Chaque année, durant le Ramadan, mois de partage et de prière pour les musulmans, mais aussi d’échange et de réflexion, se déroulent des « causeries religieuses » au Maroc, présidées par le roi Mohammed VI et sous la juridiction du Ministère des Habous et des Affaires Islamiques. Cette deuxième causerie ramadanesque, animée par Rohan Ambay, professeur à l’université Cheikh Anta Diop de Dakar et président de la Fondation Mohammed VI des oulémas africains, se révèle particulièrement intéressante quant au positionnement religieux du Maroc vis-à-vis du reste du continent africain. En effet, sa conférence ‘religieuse’ ne porte pas sur des points de théologie (lectures de passages du Coran ou explications de concepts pointus de la foi islamique, comme à l’accoutumée) puisqu’un seul verset et un seul hadith sont cités. Il s’agit en fait d’une leçon de géopolitique religieuse et historique.

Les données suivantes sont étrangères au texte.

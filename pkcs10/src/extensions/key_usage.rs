use std::collections::BTreeSet;
use std::convert::Infallible;
use std::fmt;

use asn1::{Element, OctetString};
use csrkit::decoder::{DecodableFrom, Decoder};
use csrkit::encoder::{EncodableTo, Encoder};
use serde::{Deserialize, Serialize};

use super::named_bits::{NamedBit, decode_named_bits, encode_named_bits};
use super::{Extension, ExtensionKind, parse_payload, payload_value};
use crate::error::{Error, Result};

/*
RFC 5280 Section 4.2.1.3
KeyUsage ::= BIT STRING {
    digitalSignature        (0),
    nonRepudiation          (1), -- renamed to contentCommitment
    keyEncipherment         (2),
    dataEncipherment        (3),
    keyAgreement            (4),
    keyCertSign             (5),
    cRLSign                 (6),
    encipherOnly            (7),
    decipherOnly            (8)
}
*/

#[derive(Debug, Clone, Copy, PartialEq, Eq, PartialOrd, Ord, Hash, Serialize, Deserialize)]
#[serde(rename_all = "camelCase")]
pub enum KeyUsageBit {
    DigitalSignature,
    ContentCommitment,
    KeyEncipherment,
    DataEncipherment,
    KeyAgreement,
    KeyCertSign,
    #[serde(rename = "cRLSign")]
    CrlSign,
    EncipherOnly,
    DecipherOnly,
}

impl NamedBit for KeyUsageBit {
    const ALL: &'static [Self] = &[
        KeyUsageBit::DigitalSignature,
        KeyUsageBit::ContentCommitment,
        KeyUsageBit::KeyEncipherment,
        KeyUsageBit::DataEncipherment,
        KeyUsageBit::KeyAgreement,
        KeyUsageBit::KeyCertSign,
        KeyUsageBit::CrlSign,
        KeyUsageBit::EncipherOnly,
        KeyUsageBit::DecipherOnly,
    ];

    fn bit(&self) -> usize {
        *self as usize
    }
}

impl fmt::Display for KeyUsageBit {
    fn fmt(&self, f: &mut fmt::Formatter<'_>) -> fmt::Result {
        let name = match self {
            KeyUsageBit::DigitalSignature => "Digital Signature",
            KeyUsageBit::ContentCommitment => "Non Repudiation",
            KeyUsageBit::KeyEncipherment => "Key Encipherment",
            KeyUsageBit::DataEncipherment => "Data Encipherment",
            KeyUsageBit::KeyAgreement => "Key Agreement",
            KeyUsageBit::KeyCertSign => "Certificate Sign",
            KeyUsageBit::CrlSign => "CRL Sign",
            KeyUsageBit::EncipherOnly => "Encipher Only",
            KeyUsageBit::DecipherOnly => "Decipher Only",
        };
        write!(f, "{}", name)
    }
}

/// Set of key usages. Order of construction does not matter.
#[derive(Debug, Clone, Default, PartialEq, Eq, Serialize, Deserialize)]
#[serde(transparent)]
pub struct KeyUsage(BTreeSet<KeyUsageBit>);

impl KeyUsage {
    pub fn new(bits: impl IntoIterator<Item = KeyUsageBit>) -> Self {
        KeyUsage(bits.into_iter().collect())
    }

    pub fn contains(&self, bit: KeyUsageBit) -> bool {
        self.0.contains(&bit)
    }

    pub fn iter(&self) -> impl Iterator<Item = &KeyUsageBit> {
        self.0.iter()
    }
}

impl fmt::Display for KeyUsage {
    fn fmt(&self, f: &mut fmt::Formatter<'_>) -> fmt::Result {
        let usages = self.0.iter().map(|b| b.to_string()).collect::<Vec<_>>();
        write!(f, "{}", usages.join(", "))
    }
}

impl Extension for KeyUsage {
    const KIND: ExtensionKind = ExtensionKind::KeyUsage;

    fn parse(value: &OctetString) -> Result<Self> {
        parse_payload(value)
    }

    fn to_value(&self) -> OctetString {
        payload_value(self)
    }
}

impl DecodableFrom<Element> for KeyUsage {}

impl Decoder<Element, KeyUsage> for Element {
    type Error = Error;

    fn decode(&self) -> Result<KeyUsage> {
        match self {
            Element::BitString(bs) => Ok(KeyUsage(decode_named_bits(bs))),
            other => Err(Error::unexpected("KeyUsage", "BIT STRING", other)),
        }
    }
}

impl EncodableTo<KeyUsage> for Element {}

impl Encoder<KeyUsage, Element> for KeyUsage {
    type Error = Infallible;

    fn encode(&self) -> std::result::Result<Element, Self::Error> {
        Ok(Element::BitString(encode_named_bits(&self.0)))
    }
}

Un socle spirituel solidifiant la coopération diplomatique
Quel est le message du Professeur Ambray en cette nuit du 22 mai 2018 ? Il expose en quoi l’identité spirituelle, qui s’enracine dans une longue histoire entre le Maroc et les pays africains musulmans, est la mieux à même d’assurer paix et sécurité en Afrique et reste le meilleur rempart contre l’extrémisme. Les pays africains concernés sont surtout ceux d’Afrique de l’Ouest francophone (Sénégal, Mali, Guinée, etc) dont certains sont victimes d’attaques terroristes très meurtrières, en majorité commanditées par les groupes islamistes Boko Haram et Al-Qaïda au Maghreb Islamique (AQMI), comme au Niger et au Mali. Ainsi, la religion constituerait un socle solide de coopération et d’entente entre le Royaume et le reste du continent, légitime car basé sur le partage d’une croyance commune – dans le sens où le religieux transcenderait tout conflit politique, diplomatique ou encore économique.
Une justification de la politique étrangère du roi
De plus, cette démonstration s’inscrit dans la continuité d’une diplomatie marocaine se tournant vers le continent africain depuis plusieurs années déjà. Elle vise à réaffirmer la nécessité d’un tel partenariat, alors que les voyages fréquents du roi à l’étranger sont parfois critiqués par la population marocaine. Connaissant bien l’attachement profond du peuple marocain au respect des traditions et des enseignements religieux, le roi Mohammed VI s’appuie sur ce discours spirituel pour conforter sa politique étrangère auprès des citoyens marocains.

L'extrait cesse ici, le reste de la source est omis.